▸ **Task prompt**: Copy exactly the stretch of data below from the line with "let mut merged" through the line with "use super::*;", including both of those lines.

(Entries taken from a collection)
▼▼▼

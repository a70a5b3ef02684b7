//! Multi-key document ordering.

use std::cmp::Ordering;

use serde_json::Value;
use tracing::{trace, warn};

use crate::{comparison::compare_values, Document, Result, StoreError};

/// Direction of a single sort key.
#[derive(Debug, Clone, Copy, PartialEq, Eq)]
pub enum SortDirection {
    /// Ascending order
    Ascending,
    /// Descending order
    Descending,
}

impl SortDirection {
    /// Interprets a JSON direction: `1` is ascending, anything else descending.
    pub fn from_value(value: &Value) -> Self {
        if value.as_f64() == Some(1.0) {
            Self::Ascending
        }
        else {
            Self::Descending
        }
    }

    const fn apply(self, ordering: Ordering) -> Ordering {
        match self {
            Self::Ascending => ordering,
            Self::Descending => ordering.reverse(),
        }
    }
}

/// Ordered list of `(field, direction)` keys.
///
/// Earlier keys take precedence; later keys only break ties.
#[derive(Debug, Clone, Default, PartialEq, Eq)]
pub struct SortSpec {
    keys: Vec<(String, SortDirection)>,
}

impl SortSpec {
    /// Creates an empty specification, which leaves the order untouched.
    pub const fn new() -> Self {
        Self {
            keys: Vec::new(),
        }
    }

    /// Parses `{"brand": 1, "price": -1}`, keeping the key order of the object.
    pub fn from_value(value: &Value) -> Result<Self> {
        let map = value.as_object().ok_or_else(|| {
            StoreError::InvalidSort {
                reason: format!("expected an object of field directions, got {}", value),
            }
        })?;
        Ok(Self {
            keys: map
                .iter()
                .map(|(field, direction)| (field.clone(), SortDirection::from_value(direction)))
                .collect(),
        })
    }

    /// Adds an ascending key.
    #[must_use]
    pub fn asc(mut self, field: &str) -> Self {
        self.keys.push((field.to_owned(), SortDirection::Ascending));
        self
    }

    /// Adds a descending key.
    #[must_use]
    pub fn desc(mut self, field: &str) -> Self {
        self.keys.push((field.to_owned(), SortDirection::Descending));
        self
    }

    /// Returns the keys in precedence order.
    pub fn keys(&self) -> &[(String, SortDirection)] { &self.keys }

    /// Returns `true` when there is nothing to sort by.
    pub fn is_empty(&self) -> bool { self.keys.is_empty() }

    /// Compares two documents, counting key comparisons between mismatched types.
    ///
    /// Absent fields and mismatched types compare as a tie on that key.
    pub fn compare(&self, a: &Document, b: &Document, mixed: &mut usize) -> Ordering {
        for (field, direction) in &self.keys {
            let (Some(left), Some(right)) = (a.get(field), b.get(field))
            else {
                continue;
            };
            match compare_values(left, right) {
                Some(Ordering::Equal) => {},
                Some(ordering) => return direction.apply(ordering),
                None => {
                    *mixed = mixed.saturating_add(1);
                },
            }
        }
        Ordering::Equal
    }
}

/// Sorts documents by `spec`. Ties keep their input order.
///
/// The comparator is not a total order once absent fields or mixed types are
/// involved, so this uses its own merge sort rather than `slice::sort_by`, which may
/// panic on inconsistent comparators.
pub fn sort_documents(docs: &mut Vec<Document>, spec: &SortSpec) {
    if spec.is_empty() {
        return;
    }
    trace!("Sorting {} documents by {:?}", docs.len(), spec.keys());
    let mut mixed = 0usize;
    let items = std::mem::take(docs);
    *docs = merge_sort(items, &mut |a, b| spec.compare(a, b, &mut mixed));
    if mixed > 0 {
        warn!(
            "Sort by {:?} compared values of different types {} time(s); those pairs were left unordered",
            spec.keys(),
            mixed
        );
    }
}

fn merge_sort<T, F>(mut items: Vec<T>, compare: &mut F) -> Vec<T>
where
    F: FnMut(&T, &T) -> Ordering,
{
    if items.len() <= 1 {
        return items;
    }
    let right = items.split_off(items.len() / 2);
    let left = merge_sort(items, compare);
    let right = merge_sort(right, compare);

    let mut merged = Vec::with_capacity(left.len().saturating_add(right.len()));
    let mut left = left.into_iter().peekable();
    let mut right = right.into_iter().peekable();
    loop {
        // Left wins ties, which keeps the sort stable.
        let take_right = match (left.peek(), right.peek()) {
            (Some(l), Some(r)) => compare(r, l) == Ordering::Less,
            (Some(_), None) => false,
            (None, Some(_)) => true,
            (None, None) => break,
        };
        let next = if take_right { right.next() } else { left.next() };
        merged.extend(next);
    }
    merged
}

#[cfg(test)]
mod tests {
    use serde_json::json;

    use super::*;

    fn doc(value: Value) -> Document { Document::from(value.as_object().unwrap().clone()) }

    fn names(docs: &[Document]) -> Vec<&str> {
        docs.iter()
            .map(|d| d.get("name").and_then(Value::as_str).unwrap())
            .collect()
    }

    #[test]
    fn test_direction_from_value() {
        assert_eq!(SortDirection::from_value(&json!(1)), SortDirection::Ascending);
        assert_eq!(SortDirection::from_value(&json!(1.0)), SortDirection::Ascending);
        assert_eq!(SortDirection::from_value(&json!(-1)), SortDirection::Descending);
        assert_eq!(SortDirection::from_value(&json!("asc")), SortDirection::Descending);
        assert_eq!(SortDirection::from_value(&json!(0)), SortDirection::Descending);
    }

    #[test]
    fn test_from_value_keeps_key_order() {
        let spec = SortSpec::from_value(&json!({"price": -1, "brand": 1})).unwrap();
        assert_eq!(
            spec.keys(),
            &[
                ("price".to_owned(), SortDirection::Descending),
                ("brand".to_owned(), SortDirection::Ascending)
            ]
        );
    }

    #[test]
    fn test_from_value_rejects_non_object() {
        assert!(matches!(
            SortSpec::from_value(&json!(["brand"])),
            Err(StoreError::InvalidSort { .. })
        ));
    }

    #[test]
    fn test_brand_ascending_then_price_descending() {
        let mut docs = vec![
            doc(json!({"name": "a", "brand": "BMW", "price": 10})),
            doc(json!({"name": "b", "brand": "Audi", "price": 5})),
            doc(json!({"name": "c", "brand": "BMW", "price": 30})),
            doc(json!({"name": "d", "brand": "Audi", "price": 7})),
            doc(json!({"name": "e", "brand": "BMW", "price": 20})),
        ];
        sort_documents(&mut docs, &SortSpec::new().asc("brand").desc("price"));
        assert_eq!(names(&docs), vec!["d", "b", "c", "e", "a"]);
    }

    #[test]
    fn test_ties_keep_input_order() {
        let mut docs = vec![
            doc(json!({"name": "first", "brand": "BMW"})),
            doc(json!({"name": "second", "brand": "BMW"})),
            doc(json!({"name": "third", "brand": "Audi"})),
        ];
        sort_documents(&mut docs, &SortSpec::new().asc("brand"));
        assert_eq!(names(&docs), vec!["third", "first", "second"]);
    }

    #[test]
    fn test_mixed_types_fall_through_to_next_key() {
        let a = doc(json!({"name": "a", "price": "cheap", "year": 2020}));
        let b = doc(json!({"name": "b", "price": 100, "year": 2019}));
        let spec = SortSpec::new().asc("price").asc("year");
        let mut mixed = 0;
        assert_eq!(spec.compare(&a, &b, &mut mixed), Ordering::Greater);
        assert_eq!(mixed, 1);
    }

    #[test]
    fn test_absent_field_is_a_tie_without_counting() {
        let a = doc(json!({"name": "a"}));
        let b = doc(json!({"name": "b", "price": 1}));
        let mut mixed = 0;
        assert_eq!(
            SortSpec::new().asc("price").compare(&a, &b, &mut mixed),
            Ordering::Equal
        );
        assert_eq!(mixed, 0);
    }

    #[test]
    fn test_inconsistent_comparisons_do_not_panic() {
        let mut docs: Vec<Document> = (0..64)
            .map(|i| {
                match i % 4 {
                    0 => doc(json!({"name": "n", "v": i})),
                    1 => doc(json!({"name": "s", "v": format!("{}", i)})),
                    2 => doc(json!({"name": "x"})),
                    _ => doc(json!({"name": "b", "v": i % 2 == 0})),
                }
            })
            .collect();
        sort_documents(&mut docs, &SortSpec::new().desc("v"));
        assert_eq!(docs.len(), 64);
    }

    #[test]
    fn test_empty_spec_is_noop() {
        let mut docs = vec![doc(json!({"name": "z"})), doc(json!({"name": "a"}))];
        sort_documents(&mut docs, &SortSpec::new());
        assert_eq!(names(&docs), vec!["z", "a"]);
    }
}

▲▲▲

▸ **Exercise result**:
    let mut merged = Vec::with_capacity(left.len().saturating_add(right.len()));
    let mut left = left.into_iter().peekable();
    let mut right = right.into_iter().peekable();
    loop {
        // Left wins ties, which keeps the sort stable.
        let take_right = match (left.peek(), right.peek()) {
            (Some(l), Some(r)) => compare(r, l) == Ordering::Less,
            (Some(_), None) => false,
            (None, Some(_)) => true,
            (None, None) => break,
        };
        let next = if take_right { right.next() } else { left.next() };
        merged.extend(next);
    }
    merged
}

#[cfg(test)]
mod tests {
    use serde_json::json;

    use super::*;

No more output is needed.